Sunday, July 6, 2014

My Irish Friend...


Bonjour mes amis!

While walking around Orléans the other day, a vivid memory came back as I passed this Café by the tram line...

I made a friend at the Café Lutecia!  We both had children at the same School.  She was Irish, and she needed a friend who could speak English, or so her daughter told me.   I met Brona's daughter at a "Career Night" at the High School.  She was eager to give Brona my email address, and thought we could be friends.  To my surprise, Brona emailed me the next day, welcomed me to Orléans and suggested we could meet.

We described ourselves to eachother and met at the Café for coffee.

This one meeting started our friendship, and we "hit it off" right away, chatting about our families, and where we had lived, etc.  Though Brona was from Ireland, she had married a Frenchman, and together, they had lived in Saudi Arabia, Paris, Brazil, a second time in Saudi Arabia, and then, in Orléans with their three daughters.  Though Brona could speak some French, she told me how difficult it was for her to form deep friendships in France because of the language barrier.  This I understand.

We enjoyed spending time together.  We met for coffee.  We met to shop.  We ate lunch out one day, complete with a little flask of wine...because in France, you are allowed to do that at lunchtime!

Brona came to my apartment near Christmas time.  It was so fun to have a guest in my little French home, with our small Christmas tree and homemade decorations, and I got to share all the plans I had for when my other children arrived in Orléans, and what we would do for Christmas.  We talked gifts, and wrappings, and what stores we could shop in to finish off our lists.

Poor Brona!  The time she came to visit me at my apartment, we had difficulty finding her a place to park, so I went to meet her in my car to pick her up several blocks away.  With all the fuss of her finding our apartment, a water bottle had spilled in her car and gotten her all wet.  I'm sure she was rather embarrassed, since I had to loan her some clothes to wear, so we could dry hers in the dryer at our apartment.  No matter.  We gabbed on and on about our Christmas traditions together.  It was fun to hear both the Irish and the French traditions that she and her family enjoyed.

I told Brona about the little Church we were attending in Orléans, and how kind the people were, and how much we did with them.  She was Catholic, and commented how she really didn't ever know people at the Church.  She was interested to hear about this, and expressed interest in attending with us.  I invited her to join us, but sadly, she never did come with us.

Brona and her husband were on a house hunt.  They were renting a home, but longed to buy one in Orléans.  As is always the case, so many variables were affecting their search.  They had been looking for some time, but so often, the homes would be old, and not updated, and the bedrooms would be very small and quirky.  I loved to listen to Brona describe the homes they visited, and kind of wished I could join them on their hunt.

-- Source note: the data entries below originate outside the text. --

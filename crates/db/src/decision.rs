//! Shared helpers for turning stored reviews into decisions.

use charm_core::aggregation::ReviewTally;
use charm_core::error::CoreError;

use crate::models::evaluation::EvaluationReview;

/// Surface a malformed stored value as a decode error.
pub fn decode_error(err: CoreError) -> sqlx::Error {
    sqlx::Error::Decode(Box::new(err))
}

/// Count pass and fail reviews.
pub fn tally(reviews: &[EvaluationReview]) -> Result<ReviewTally, sqlx::Error> {
    let results = reviews
        .iter()
        .map(EvaluationReview::result)
        .collect::<Result<Vec<_>, _>>()
        .map_err(decode_error)?;
    Ok(ReviewTally::from_results(results))
}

One time, I was privileged to visit with Brona in her home in Olivet.  I brought her some small flowers, and decorated the vase with a small crocheted piece I made, because I really wanted to share that with her.  We talked about recipes, and our children, and where I could find things in the grocery store, and about what we liked and what we didn't.  I got to meet Brona's other two daughters.  I saw, first hand, how dedicated she was to her daughters, in helping them to do well in School, and helping them pursue things they loved.  I was thrilled to have Brona's friendship, and very touched by her love of her family.

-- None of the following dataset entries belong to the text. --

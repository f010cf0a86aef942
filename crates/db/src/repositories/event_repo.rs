//! Repository for the `events` table.

use charm_core::types::DbId;
use sqlx::PgPool;

use crate::models::event::{Event, NewEvent};

/// Column list for `events` queries.
const COLUMNS: &str =
    "id, event_type, source_entity_type, source_entity_id, actor_user_id, payload, created_at";

pub struct EventRepo;

impl EventRepo {
    /// Insert a new event row, returning the generated ID.
    pub async fn insert(pool: &PgPool, event: &NewEvent) -> Result<DbId, sqlx::Error> {
        sqlx::query_scalar(
            "INSERT INTO events \
                (id, event_type, source_entity_type, source_entity_id, actor_user_id, payload) \
             VALUES ($1, $2, $3, $4, $5, $6) \
             RETURNING id",
        )
        .bind(DbId::new_v4())
        .bind(&event.event_type)
        .bind(&event.source_entity_type)
        .bind(event.source_entity_id)
        .bind(event.actor_user_id)
        .bind(&event.payload)
        .fetch_one(pool)
        .await
    }

    /// List recent events ordered newest-first.
    pub async fn list_recent(pool: &PgPool, limit: i64) -> Result<Vec<Event>, sqlx::Error> {
        let query = format!("SELECT {COLUMNS} FROM events ORDER BY created_at DESC LIMIT $1");
        sqlx::query_as::<_, Event>(&query)
            .bind(limit)
            .fetch_all(pool)
            .await
    }
}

As our year in Orléans got busier and busier with guests, we still chatted occasionally, and I would send her emails.  She didn't like to type emails.  It was hard for her.  She felt she was too slow of a typist.  She preferred to call.

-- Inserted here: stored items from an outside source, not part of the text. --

//! Proposal operations, written against [`ProposalStore`] and [`EventBus`].
//!
//! Handlers parse and authenticate, then call into these modules. Every
//! operation validates before its first write; the writes that must be
//! atomic happen inside a single store call.

pub mod cards;
pub mod evaluations;
pub mod proposals;
pub mod rubric;
pub mod votes;

use charm_core::error::CoreError;
use charm_core::evaluation::{EvaluationStep, ProposalStatus};
use charm_core::projection::ProposalProjection;
use charm_core::types::DbId;
use charm_db::models::evaluation::{to_steps, ProposalEvaluation};
use charm_db::models::proposal::{Page, Proposal};
use charm_db::ProposalStore;
use charm_events::bus::{ENTITY_EVALUATION, ENTITY_PROPOSAL};
use charm_events::PlatformEvent;

use crate::error::AppResult;

/// Treat a row that fails to decode into domain types as an internal fault.
pub(crate) fn stored<T>(result: Result<T, CoreError>) -> AppResult<T> {
    result.map_err(|e| CoreError::Internal(format!("Malformed stored value: {e}")).into())
}

pub(crate) async fn load_proposal(store: &dyn ProposalStore, id: DbId) -> AppResult<Proposal> {
    store.find_proposal(id).await?.ok_or_else(|| {
        CoreError::NotFound {
            entity: "Proposal",
            id,
        }
        .into()
    })
}

pub(crate) async fn load_page(store: &dyn ProposalStore, id: DbId) -> AppResult<Page> {
    store
        .find_page(id)
        .await?
        .ok_or_else(|| CoreError::NotFound { entity: "Page", id }.into())
}

/// Load an evaluation and check it belongs to `proposal_id`.
pub(crate) async fn load_evaluation(
    store: &dyn ProposalStore,
    proposal_id: DbId,
    evaluation_id: DbId,
) -> AppResult<ProposalEvaluation> {
    let evaluation = store
        .find_evaluation(evaluation_id)
        .await?
        .ok_or(CoreError::NotFound {
            entity: "ProposalEvaluation",
            id: evaluation_id,
        })?;
    if evaluation.proposal_id != proposal_id {
        return Err(CoreError::InsecureOperation(format!(
            "Evaluation {evaluation_id} does not belong to proposal {proposal_id}"
        ))
        .into());
    }
    Ok(evaluation)
}

/// The proposal's evaluation rows (ordered by index) and their resolver view.
pub(crate) async fn load_steps(
    store: &dyn ProposalStore,
    proposal_id: DbId,
) -> AppResult<(Vec<ProposalEvaluation>, Vec<EvaluationStep>)> {
    let rows = store.list_evaluations(proposal_id).await?;
    let steps = stored(to_steps(&rows))?;
    Ok((rows, steps))
}

/// Gather rewards and credentials so the resolver can place pseudo-steps.
pub(crate) async fn load_projection(
    store: &dyn ProposalStore,
    proposal: &Proposal,
    steps: Vec<EvaluationStep>,
) -> AppResult<ProposalProjection> {
    let status = stored(proposal.status())?;
    let rewards = store.list_rewards(proposal.id).await?;
    let issued = store.list_issued_credentials(proposal.id).await?;

    Ok(ProposalProjection::new(status, steps)
        .with_pending_rewards(proposal.pending_rewards().len())
        .with_published_rewards(rewards.len())
        .with_selected_credentials(proposal.selected_credential_template_ids.clone())
        .with_issued_credentials(issued.into_iter().map(|c| c.credential_template_id)))
}

/// Reviews and appeals only happen on published proposals.
pub(crate) fn require_published(proposal: &Proposal) -> AppResult<()> {
    match stored(proposal.status())? {
        ProposalStatus::Published => Ok(()),
        status => Err(CoreError::UndesirableOperation(format!(
            "Proposal {} is {status}, not published",
            proposal.id
        ))
        .into()),
    }
}

pub(crate) fn require_author(proposal: &Proposal, user_id: DbId, action: &str) -> AppResult<()> {
    if proposal.is_author(user_id) {
        Ok(())
    } else {
        Err(CoreError::UnauthorisedAction(format!(
            "Only proposal authors can {action}"
        ))
        .into())
    }
}

pub(crate) fn proposal_event(event_type: &str, proposal_id: DbId, actor: DbId) -> PlatformEvent {
    PlatformEvent::new(event_type)
        .with_source(ENTITY_PROPOSAL, proposal_id)
        .with_actor(actor)
}

pub(crate) fn evaluation_event(
    event_type: &str,
    evaluation: &ProposalEvaluation,
    actor: DbId,
) -> PlatformEvent {
    PlatformEvent::new(event_type)
        .with_source(ENTITY_EVALUATION, evaluation.id)
        .with_actor(actor)
        .with_payload(serde_json::json!({
            "proposal_id": evaluation.proposal_id,
            "evaluation_type": evaluation.evaluation_type,
            "index": evaluation.index,
            "result": evaluation.result,
        }))
}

I knew we would have a hard time getting together once the School year ended, with travel, and the busyness of having children in the home all the time.

Brona contacted me and told me that her Mother was sick in Ireland.  And then, she contacted me that her Mother was having surgery, that she may have cancer, and she needed to go be with her.  Brona was like me.  She was the only sibling that had moved away, and I could sympathize with her.  I wasn't sure of all the timing, but of course, I understood that I wouldn't be able to speak with her for a bit.  She needed to go, and it was for an indefinite amount of time.

But then, there was no further communication...

I was sad, I wrote her an email to find out if we could get together.  I knew my time was limited and coming to an end in Orléans .

Sadly, I left Orléans without seeing her again.

In October, I received an email from her email address...

It was from her husband, whom I never got to meet.  He informed me that Brona had died of a heart attack, and that he and their daughters had just buried her in Ireland, and how different their life would be..

Shock can hardly describe my reaction.  She was about my age.  I'm grateful that Brona's husband contacted me.  Brona was a very special, soft hearted, humble woman.  She loved her husband.  She loved her daughters.  I'm pleased today to remember my Irish Friend in Orléans.

Treasure your friendships, my jewel friends!